Meyer shrugged and walked over to the lighted table. There were seven other men in the pool hall, all of them congregated around a table near the windows, where four of them were playing and the other three were kibitzing. Meyer unobtrusively took a cue from the rack, set up the balls, and began shooting. He was a lousy player. He kept mentally calling shots and missing. Every now and then he glanced at the door. He was playing for perhaps ten minutes when one of the men from the other table sauntered over.

“Hi,” the man said. He was a burly man wearing a sports jacket over a woolen sports shirt. Tufts of black hair showed above the open throat of the shirt. His eyes were a deep brown, and he wore a black mustache that seemed to have leaped from his chest onto the space below his nose. The hair on his head was black too. He looked tough and he looked menacing, and Meyer immediately made him for the local cheese.

“You play here before?” the man asked.

“Nope,” Meyer said without looking up from the table.

“I’m Tino.”

“Hello, Tino,” Meyer said, and shot.

“You missed,” Tino said.

“That’s right, I did.”

“You a hustler?” Tino said.

“Nope.”

“We break hustlers’ arms and throw them down the stairs,” Tino said.

“The arms or the whole hustler?” Meyer asked.

“I got no sense of humor,” Tino said.

“Me, neither. Buzz off, you’re ruining my game.”

“Don’t try to take nobody, mister,” Tino said. “This’s a friendly neighborhood pool hall.”

“Yeah, you sure make it sound very friendly,” Meyer said.

“It’s just we don’t like hustlers.”

“I got your message three times already,” Meyer said.

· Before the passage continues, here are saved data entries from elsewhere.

//! 基于SQLite的基础设施实现
//!
//! 实现领域层定义的持久化上下文、任务生命周期服务和任务查询服务端口。

pub mod database;
pub mod error_handling;

pub use database::sqlite::{
    SqliteTaskQueryHelper, SqliteTaskRepository, SqliteUnitOfWork, SqliteUnitOfWorkFactory,
};
pub use database::{DatabaseManager, DbPool};
use sqlx::SqlitePool;
use task_assigning_errors::TaskAssigningResult;
use tracing::{debug, instrument};

use crate::error_handling::{RepositoryErrorHelpers, RepositoryOperation};
use crate::task_context;

const CREATE_TASKS: &str = r#"
    CREATE TABLE IF NOT EXISTS tasks (
        task_id INTEGER PRIMARY KEY,
        created_on DATETIME,
        process_instance_id INTEGER NOT NULL,
        process_id TEXT NOT NULL,
        container_id TEXT NOT NULL,
        name TEXT NOT NULL,
        priority INTEGER NOT NULL DEFAULT 0,
        status TEXT NOT NULL,
        actual_owner TEXT,
        last_modification_date DATETIME,
        input_data TEXT
    )
"#;

const CREATE_POTENTIAL_OWNERS: &str = r#"
    CREATE TABLE IF NOT EXISTS potential_owners (
        task_id INTEGER NOT NULL,
        entity_id TEXT NOT NULL,
        entity_type TEXT NOT NULL,
        PRIMARY KEY (task_id, entity_id, entity_type),
        FOREIGN KEY (task_id) REFERENCES tasks(task_id) ON DELETE CASCADE
    )
"#;

// 决策与任务记录生命周期独立，不加外键
const CREATE_ASSIGNMENT_DECISIONS: &str = r#"
    CREATE TABLE IF NOT EXISTS assignment_decisions (
        task_id INTEGER PRIMARY KEY,
        assigned_user TEXT NOT NULL,
        task_index INTEGER NOT NULL,
        published INTEGER NOT NULL DEFAULT 0,
        last_modification_date DATETIME NOT NULL
    )
"#;

const INDEXES: [&str; 4] = [
    "CREATE INDEX IF NOT EXISTS idx_tasks_status ON tasks(status)",
    "CREATE INDEX IF NOT EXISTS idx_tasks_container_id ON tasks(container_id)",
    "CREATE INDEX IF NOT EXISTS idx_tasks_last_modification_date ON tasks(last_modification_date)",
    "CREATE INDEX IF NOT EXISTS idx_assignment_decisions_user ON assignment_decisions(assigned_user)",
];

/// 创建全部表与索引，可重复执行
#[instrument(skip(pool))]
pub async fn run_migrations(pool: &SqlitePool) -> TaskAssigningResult<()> {
    debug!("开始执行SQLite数据库迁移");

    let statements = [CREATE_TASKS, CREATE_POTENTIAL_OWNERS, CREATE_ASSIGNMENT_DECISIONS]
        .into_iter()
        .chain(INDEXES);

    for statement in statements {
        sqlx::query(statement).execute(pool).await.map_err(|e| {
            RepositoryErrorHelpers::database_error(task_context!(RepositoryOperation::Migrate), e)
        })?;
    }

    debug!("SQLite数据库迁移完成");
    Ok(())
}
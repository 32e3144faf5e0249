//! Test helper utilities

use chrono::{DateTime, Duration, Utc};

/// Set up logging for tests (safe to call from every test)
pub fn init_test_logging() {
    let _ = tracing_subscriber::fmt()
        .with_test_writer()
        .with_env_filter("debug")
        .try_init();
}

/// Get a timestamp offset from now
pub fn timestamp_with_offset(offset_seconds: i64) -> DateTime<Utc> {
    Utc::now() + Duration::seconds(offset_seconds)
}
use std::collections::HashMap;

use async_trait::async_trait;
use sqlx::{Row, SqlitePool};
use task_assigning_domain::{
    materialize_summaries, materialize_tasks, FindTasksQuery, OwnerMode, TaskData,
    TaskDataSummary, TaskInputVariablesReadMode, TaskQueryService, TaskRow, TaskStatus,
};
use task_assigning_errors::TaskAssigningResult;
use tracing::{debug, instrument};

use super::task_query_builder::{bind_query_params, TaskQueryBuilder};
use crate::{
    database::mapping::MappingHelpers,
    error_handling::{RepositoryErrorHelpers, RepositoryOperation},
    task_context,
};

/// 基于SQLite的任务查询：读取扁平结果行后交给物化器
pub struct SqliteTaskQueryHelper {
    pool: SqlitePool,
}

impl SqliteTaskQueryHelper {
    pub fn new(pool: SqlitePool) -> Self {
        Self { pool }
    }

    async fn read_summary_page(
        &self,
        from_task_id: i64,
        statuses: &[TaskStatus],
        page_size: u32,
    ) -> TaskAssigningResult<Vec<TaskDataSummary>> {
        let context = task_context!(RepositoryOperation::BatchRead)
            .with_additional_info(format!("从任务 {} 开始读取摘要", from_task_id));
        let (sql, params) = TaskQueryBuilder::build_summary_query(from_task_id, statuses, page_size);

        let rows = bind_query_params(sqlx::query(&sql), &params)
            .fetch_all(&self.pool)
            .await
            .map_err(|e| RepositoryErrorHelpers::database_error(context.clone(), e))?;

        let task_rows = rows
            .iter()
            .map(|row| MappingHelpers::row_to_task_row(row, false))
            .collect::<TaskAssigningResult<Vec<TaskRow>>>()?;
        materialize_summaries(&task_rows)
    }
}

#[async_trait]
impl TaskQueryService for SqliteTaskQueryHelper {
    #[instrument(skip(self), fields(page = query.page, page_size = query.page_size))]
    async fn find_tasks(&self, query: &FindTasksQuery) -> TaskAssigningResult<Vec<TaskData>> {
        let context = task_context!(RepositoryOperation::Query);
        let (sql, params) = TaskQueryBuilder::build_find_tasks_query(query);

        let rows = bind_query_params(sqlx::query(&sql), &params)
            .fetch_all(&self.pool)
            .await
            .map_err(|e| RepositoryErrorHelpers::database_error(context.clone(), e))?;

        let owner_mode = query.owner_mode();
        let mut task_rows = Vec::with_capacity(rows.len());
        let mut raw_inputs: HashMap<i64, Option<String>> = HashMap::new();
        for row in &rows {
            let task_row = MappingHelpers::row_to_task_row(row, owner_mode == OwnerMode::Read)?;
            if query.input_variables_mode != TaskInputVariablesReadMode::DontRead
                && !raw_inputs.contains_key(&task_row.task_id)
            {
                raw_inputs.insert(task_row.task_id, row.try_get("input_data")?);
            }
            task_rows.push(task_row);
        }

        let mut tasks = materialize_tasks(&task_rows, owner_mode)?;
        for task in tasks.iter_mut() {
            if !query.input_variables_mode.should_read(task) {
                continue;
            }
            let raw = raw_inputs.get(&task.task_id).and_then(|raw| raw.as_deref());
            task.input_data = MappingHelpers::parse_input_data_sqlite(raw).map_err(|e| {
                RepositoryErrorHelpers::serialization_error(
                    task_context!(RepositoryOperation::Read, task_id = task.task_id),
                    e,
                )
            })?;
        }

        debug!("查询任务成功: {} 行结果，{} 个任务", rows.len(), tasks.len());
        Ok(tasks)
    }

    #[instrument(skip(self, statuses))]
    async fn read_tasks_data_summary(
        &self,
        from_task_id: i64,
        statuses: &[TaskStatus],
        page_size: u32,
    ) -> TaskAssigningResult<Vec<TaskDataSummary>> {
        let mut summaries = Vec::new();
        let mut next_from = from_task_id;
        let mut pages = 0;

        loop {
            let page = self.read_summary_page(next_from, statuses, page_size).await?;
            let Some(last) = page.last() else {
                break;
            };
            next_from = last.task_id + 1;
            pages += 1;
            summaries.extend(page);
        }

        debug!("读取任务摘要完成: {} 页，{} 个任务", pages, summaries.len());
        Ok(summaries)
    }
}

“Eight ball in the side.” He shot and missed.

“Where’d you learn to shoot pool?” Tino said.

“My father taught me.”

“Was he as lousy as you?”

Meyer didn’t answer.

“What’s that in your belt there?”

“That’s a hook,” Meyer said.

“What’s it for?”

“I use it,” Meyer said.

“You work on the docks?”

“That’s right.”

“Where?”

“On the docks,” Meyer said.

“Yeah, where on the docks?”

“Look, friend,” Meyer said, and put down the pool cue and stared at Tino.

“Yeah?”

“What’s it your business where I work?”

“I like to know who comes in here.”

“Why? You own the joint?”

“My brother does.”

“Okay,” Meyer said, “My name’s Stu Levine, I’m working the Leary Street docks right now, unloading the S.S. Agda out of Sweden. I live downtown on Ridgeway, and I happened to notice there was a pool hall here, so I decided to come in and run off a few racks before heading home. You think that’ll satisfy your brother, or do you want to see my birth certificate?”

“You Jewish?” Tino asked.

“Funny I don’t look it, right?”

“No, you do look it.”

“So?”

“So nothing. We get some Jewish guys from around the corner in here every now and then.”